Pope Urban VIII – Maffeo Barberini

Questo articolo è disponibile anche in: Italiano (Italian)

Papa Urbano VIII Pietro da Cortona, Public domain, via Wikimedia Commons

Pope Urban VIII – Maffeo Barberini

Born in Florence in 1568 to a rich cloth merchant, the future Pope Urban VIII, born Maffeo Barberini, is the most illustrious member of the family that takes its name from the town of Barberino val d’Elsa.

The Barberini family had become very powerful and influential in Florence thanks to its trade and for some generations, it had also expanded its influence in Rome, so much so that the future Pope Urban could study in both cities.
He took the ecclesiastical path from an early age and, once ordained a priest, his career in the Church was very rapid: in two years he became first a bishop and then cardinal.

The change in the heraldic coat of arms of the Barberini family is also due to him and to the role he held: three golden bees replaced, against the blue background, the less noble gadflies, linked to the birthplace of the family, just outside the town of Barberino.
This change was not painless, once he became pope so that this family secret did not affect the image of the Pope, stonemasons were sent to Florence and the province to eliminate all the old stone coats of arms. One, however, seems to have been saved and the unexpected story is told within the narrated Barberino Nascosta path, dedicated to the mysteries of the Valdelsano village.
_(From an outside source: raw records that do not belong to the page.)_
//! Client Dispatcher (C4): submits one operation to the owning deployment,
//! preferring the persistent TCP channel and falling back to HTTP, retrying with
//! backoff and `forceRedo` on transient failure (spec §4.4).

use std::sync::Arc;
use std::sync::atomic::{AtomicU32, Ordering};
use std::time::Duration;

use dashmap::DashMap;
use uuid::Uuid;

use crate::backoff;
use crate::channel::Channel;
use crate::config::Config;
use crate::errors::DispatchError;
use crate::http_transport::HttpTransport;
use crate::invocation_cache::SharedInvocationCache;
use crate::registry::DeploymentNumber;
use crate::routing;
use crate::telemetry::{OperationLog, OperationOutcome, OperationPerformed, Transport};
use crate::wire::{HttpRequestEnvelope, OperationArgs, RequestEnvelopeValue, ResponseBody, TcpRequestFrame, now_millis};

/// One deployment's reachable endpoints, as resolved by whatever naming/discovery
/// mechanism sits above this crate (out of scope here, spec §1 Non-goals).
#[derive(Clone)]
pub struct DeploymentEndpoint {
  pub host: String,
  pub http_port: u16,
  pub http_path: String,
  pub tcp_port: u16,
}

/// Resolves a deployment number to its endpoint. Implemented by the embedding
/// application; this crate only defines the shape (spec §1 Non-goals: "naming/
/// discovery of deployment instances").
#[async_trait::async_trait]
pub trait EndpointResolver: Send + Sync {
  async fn resolve(&self, deployment: DeploymentNumber) -> Option<DeploymentEndpoint>;
}

/// Submits operations to the server side, choosing a transport and retrying with
/// backoff (spec §4.4 steps 1-4).
///
/// Holds a persistent TCP channel and a persistent HTTP connection per deployment,
/// reused across `submit` calls instead of reconnecting on every attempt (spec
/// §4.4 "TCP channel lifecycle"). A channel observed closed is evicted; the next
/// attempt for that deployment falls back to HTTP until the cache is repopulated.
pub struct Dispatcher {
  config: Config,
  resolver: Arc<dyn EndpointResolver>,
  invocation_cache: SharedInvocationCache,
  telemetry: OperationLog,
  client_name: String,
  tcp_channels: DashMap<DeploymentNumber, Arc<Channel>>,
  http_transports: DashMap<DeploymentNumber, Arc<tokio::sync::Mutex<HttpTransport>>>,
}

impl Dispatcher {
  pub fn new(config: Config, resolver: Arc<dyn EndpointResolver>, client_name: impl Into<String>) -> Self {
    Self {
      config,
      resolver,
      invocation_cache: Arc::new(crate::invocation_cache::InvocationCache::default()),
      telemetry: OperationLog::default(),
      client_name: client_name.into(),
      tcp_channels: DashMap::new(),
      http_transports: DashMap::new(),
    }
  }

  pub fn telemetry(&self) -> &OperationLog {
    &self.telemetry
  }

  pub fn invocation_cache(&self) -> &SharedInvocationCache {
    &self.invocation_cache
  }

  /// Routes `path` onto a deployment, preferring a cached route.
  fn route(&self, path: &str) -> DeploymentNumber {
    let parent = routing::parent_path(path);
    if let Some(d) = self.invocation_cache.get_route(parent) {
      return d;
    }
    let d = routing::deployment_of_path(parent, self.config.deployments_count);
    self.invocation_cache.put_route(parent, d);
    d
  }

  /// Submits `op` with `args`, retrying per the backoff schedule with
  /// `forceRedo=true` on every retry after the first attempt (spec §4.4 step 4:
  /// "a retried submission sets forceRedo so the server does not just replay a
  /// result for a request it never finished").
  ///
  /// Every reply is inspected for a mapping hint (spec §4.5 step 5), which
  /// refreshes C3 opportunistically; a `NotAuthorizedHere` reply additionally
  /// re-routes the next attempt to the deployment the hint names (spec §4.5
  /// "Write authorization": "the client is expected to refresh C3 from the
  /// mapping hint and retry").
  pub async fn submit(&self, op: &str, mut args: OperationArgs) -> Result<ResponseBody, DispatchError> {
    let request_id = Uuid::new_v4();
    let path = args.src().map(|s| s.to_string()).unwrap_or_default();
    let start_time = now_millis();
    let cfg = self.config.backoff.clone();
    let last_deployment = AtomicU32::new(0);

    let result = backoff::retry(&cfg, DispatchError::is_retryable, |attempt| {
      if attempt > 0 {
        args.set_force_redo(true);
      }
      let deployment = self.route(&path);
      last_deployment.store(deployment, Ordering::Relaxed);
      let envelope = build_envelope(op, request_id, &self.client_name, &args, self.config.consistency_protocol_enabled);
      let tcp_enabled = self.config.tcp_enabled;

      async move {
        let endpoint = self
          .resolver
          .resolve(deployment)
          .await
          .ok_or(DispatchError::ChannelClosed)?;
        let body = self.attempt_once(deployment, &endpoint, envelope, tcp_enabled).await?;
        self.apply_mapping_hint(&body);
        if let Some(owner) = not_authorized_owner(&body) {
          return Err(DispatchError::NotAuthorizedHere { owner });
        }
        Ok(body)
      }
    })
    .await;

    let deployment = last_deployment.load(Ordering::Relaxed);
    let outcome = match &result {
      Ok(body) if body.exceptions.is_empty() => OperationOutcome::Success,
      Ok(_) => OperationOutcome::Failed,
      Err(_) => OperationOutcome::Failed,
    };
    let end_time = now_millis();
    if let Ok(body) = &result {
      self.telemetry.record(OperationPerformed {
        request_id,
        operation_name: op.to_string(),
        deployment,
        transport: Transport::Http,
        start_time,
        end_time,
        enqueued_time: Some(body.enqueued_time),
        dequeued_time: Some(body.dequeued_time),
        fn_start_time: Some(body.fn_start_time),
        fn_end_time: Some(body.fn_end_time),
        cache_hits: body.cache_hits,
        cache_misses: body.cache_misses,
        outcome,
      });
    }

    result
  }

  async fn attempt_once(
    &self,
    deployment: DeploymentNumber,
    endpoint: &DeploymentEndpoint,
    envelope: RequestEnvelopeValue,
    tcp_enabled: bool,
  ) -> Result<ResponseBody, DispatchError> {
    if tcp_enabled {
      match self.attempt_tcp(deployment, endpoint, envelope.clone()).await {
        Ok(body) => return Ok(body),
        Err(e) if !e.is_retryable() => return Err(e),
        Err(_) => {} // fall through to HTTP
      }
    }
    self.attempt_http(deployment, endpoint, envelope).await
  }

  /// Returns the cached, known-live channel for `deployment` if one exists,
  /// otherwise establishes and caches a new one (spec §4.4 "a persistent channel
  /// to some instance in that deployment is known-live"). A channel observed
  /// closed is evicted rather than reused.
  async fn tcp_channel_for(&self, deployment: DeploymentNumber, endpoint: &DeploymentEndpoint) -> Option<Arc<Channel>> {
    if let Some(existing) = self.tcp_channels.get(&deployment) {
      if !existing.is_closed() {
        return Some(existing.clone());
      }
      drop(existing);
      self.tcp_channels.remove(&deployment);
    }

    let addr = format!("{}:{}", endpoint.host, endpoint.tcp_port);
    let channel = Arc::new(Channel::connect(&addr).await.ok()?);
    self.tcp_channels.insert(deployment, channel.clone());
    Some(channel)
  }

  async fn attempt_tcp(
    &self,
    deployment: DeploymentNumber,
    endpoint: &DeploymentEndpoint,
    envelope: RequestEnvelopeValue,
  ) -> Result<ResponseBody, DispatchError> {
    let channel = match self.tcp_channel_for(deployment, endpoint).await {
      Some(c) => c,
      None => return Err(DispatchError::TransientNetwork(std::io::Error::other("tcp channel unavailable"))),
    };

    let frame = TcpRequestFrame { value: envelope };
    let deadline = Duration::from_secs(5);
    let reply = match tokio::time::timeout(deadline, channel.call(frame)).await {
      Ok(Ok(reply)) => reply,
      Ok(Err(e)) => {
        self.tcp_channels.remove(&deployment);
        return Err(e);
      }
      Err(_) => return Err(DispatchError::ChannelClosed),
    };

    if reply.cancelled {
      self.tcp_channels.remove(&deployment);
      return Err(DispatchError::OperationFailed(
        reply.reason.unwrap_or_else(|| "cancelled".to_string()),
      ));
    }
    reply
      .body
      .ok_or_else(|| DispatchError::MalformedEnvelope("tcp reply missing body".to_string()))
  }

  /// Returns the cached HTTP connection for `deployment`, establishing one on
  /// first use (spec §9 AMBIENT "a persistent `hyper::client::conn::http1`
  /// connection per deployment endpoint, reused across calls"). Evicted on any
  /// request failure so the next attempt reconnects.
  async fn http_transport_for(
    &self,
    deployment: DeploymentNumber,
    endpoint: &DeploymentEndpoint,
  ) -> Result<Arc<tokio::sync::Mutex<HttpTransport>>, DispatchError> {
    if let Some(existing) = self.http_transports.get(&deployment) {
      return Ok(existing.clone());
    }
    let transport = HttpTransport::connect(&endpoint.host, endpoint.http_port, endpoint.http_path.clone()).await?;
    let transport = Arc::new(tokio::sync::Mutex::new(transport));
    self.http_transports.insert(deployment, transport.clone());
    Ok(transport)
  }

  async fn attempt_http(
    &self,
    deployment: DeploymentNumber,
    endpoint: &DeploymentEndpoint,
    envelope: RequestEnvelopeValue,
  ) -> Result<ResponseBody, DispatchError> {
    let transport = self.http_transport_for(deployment, endpoint).await?;
    let request = HttpRequestEnvelope { value: envelope };
    let mut guard = transport.lock().await;
    match guard.submit(&request).await {
      Ok(response) => Ok(response.body),
      Err(e) => {
        drop(guard);
        self.http_transports.remove(&deployment);
        Err(e)
      }
    }
  }

  /// Opportunistically refreshes C3 from a reply's mapping hint, regardless of
  /// whether the operation itself succeeded (spec §4.5 step 5).
  fn apply_mapping_hint(&self, body: &ResponseBody) {
    if let Some(mapping) = &body.deployment_mapping {
      let parent = routing::parent_path(&mapping.file_or_dir);
      self.invocation_cache.put_route(parent, mapping.function);
    }
  }
}

fn build_envelope(
  op: &str,
  request_id: Uuid,
  client_name: &str,
  args: &OperationArgs,
  consistency_protocol_enabled: bool,
) -> RequestEnvelopeValue {
  RequestEnvelopeValue {
    op: op.to_string(),
    request_id,
    client_name: client_name.to_string(),
    client_internal_ip: "0.0.0.0".to_string(),
    tcp_enabled: true,
    tcp_port: 0,
    fs_args: args.clone(),
    command_line_args: vec![],
    debug_ndb: None,
    debug_string_ndb: None,
    force_redo: args.force_redo(),
    consistency_protocol_enabled,
    log_level: "info".to_string(),
    is_client_invoker: true,
    invoker_identity: client_name.to_string(),
  }
}

/// Extracts the owning deployment from a `NotAuthorizedHere` reply, preferring the
/// mapping hint (authoritative) and falling back to parsing the exception string
/// when no hint was attached.
fn not_authorized_owner(body: &ResponseBody) -> Option<DeploymentNumber> {
  let flagged = body.exceptions.iter().any(|e| e.starts_with("not authorized here"));
  if !flagged {
    return None;
  }
  if let Some(mapping) = &body.deployment_mapping {
    return Some(mapping.function);
  }
  body.exceptions.iter().find_map(|e| {
    e.strip_prefix("not authorized here: owning deployment is ")
      .and_then(|s| s.parse::<DeploymentNumber>().ok())
  })
}

#[cfg(test)]
mod tests {
  use super::*;

  struct NoEndpoints;

  #[async_trait::async_trait]
  impl EndpointResolver for NoEndpoints {
    async fn resolve(&self, _deployment: DeploymentNumber) -> Option<DeploymentEndpoint> {
      None
    }
  }

  #[tokio::test]
  async fn submit_fails_fast_when_deployment_unreachable() {
    let dispatcher = Dispatcher::new(Config::default(), Arc::new(NoEndpoints), "test-client");
    let result = dispatcher.submit("getFileInfo", OperationArgs::with_src("/a")).await;
    assert!(result.is_err());
  }

  #[test]
  fn routing_is_cached_after_first_lookup() {
    let dispatcher = Dispatcher::new(Config::default(), Arc::new(NoEndpoints), "test-client");
    assert!(dispatcher.invocation_cache.is_empty());
    let _ = dispatcher.route("/a/b");
    assert_eq!(dispatcher.invocation_cache.len(), 1);
  }

  #[test]
  fn mapping_hint_is_treated_as_authoritative_for_not_authorized_replies() {
    let body = ResponseBody {
      request_id: Uuid::nil(),
      operation: "mkdirs".into(),
      name_node_id: 0,
      deployment_number: 1,
      cache_hits: 0,
      cache_misses: 0,
      fn_start_time: 0,
      fn_end_time: 0,
      enqueued_time: 0,
      dequeued_time: 0,
      processing_finished_time: 0,
      cold_start: false,
      cancelled: false,
      duplicate_request: false,
      result: None,
      exceptions: vec!["not authorized here: owning deployment is 1".to_string()],
      deployment_mapping: Some(crate::wire::DeploymentMapping {
        file_or_dir: "/a".into(),
        parent_id: -1,
        function: 3,
      }),
      statistics_package: None,
      transaction_events: None,
    };
    assert_eq!(not_authorized_owner(&body), Some(3));
  }

  #[test]
  fn no_mapping_hint_is_needed_when_the_reply_is_not_rejected() {
    let body = ResponseBody {
      request_id: Uuid::nil(),
      operation: "getFileInfo".into(),
      name_node_id: 0,
      deployment_number: 1,
      cache_hits: 0,
      cache_misses: 0,
      fn_start_time: 0,
      fn_end_time: 0,
      enqueued_time: 0,
      dequeued_time: 0,
      processing_finished_time: 0,
      cold_start: false,
      cancelled: false,
      duplicate_request: false,
      result: Some("e30=".into()),
      exceptions: vec![],
      deployment_mapping: Some(crate::wire::DeploymentMapping {
        file_or_dir: "/a".into(),
        parent_id: -1,
        function: 1,
      }),
      statistics_package: None,
      transaction_events: None,
    };
    assert_eq!(not_authorized_owner(&body), None);
  }
}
Urban VIII is also famous because during his papacy the trial of Galileo Galilei and his heliocentric theories took place. It should be noted that Galileo from Pisa found himself facing a pope also of Tuscan origins and, even more so, Galileo himself had stayed and taught at the Monastery of Passignano, not far from Barberino.

As the local historian Bruno Rinaldi points out: “The extraordinary thing is that the ancestors of Galileo, the urban pope and Boccaccio were all born in the land of Semifonte”.

The papacy of Urban VIII is also emblematic for the shrewdness with which he had part of some ancient Roman buildings (eg the Colosseum) destroyed to have the bricks necessary for the buildings he intended to build, to the point that the Romans coined the saying: “What the barbarians did not do, the Barberini did “.

Pope Barberini also appears in some fictional works: for example, he is the reigning pope during the events recounted in Manzoni’s “I promessi sposi” (The Betrothed).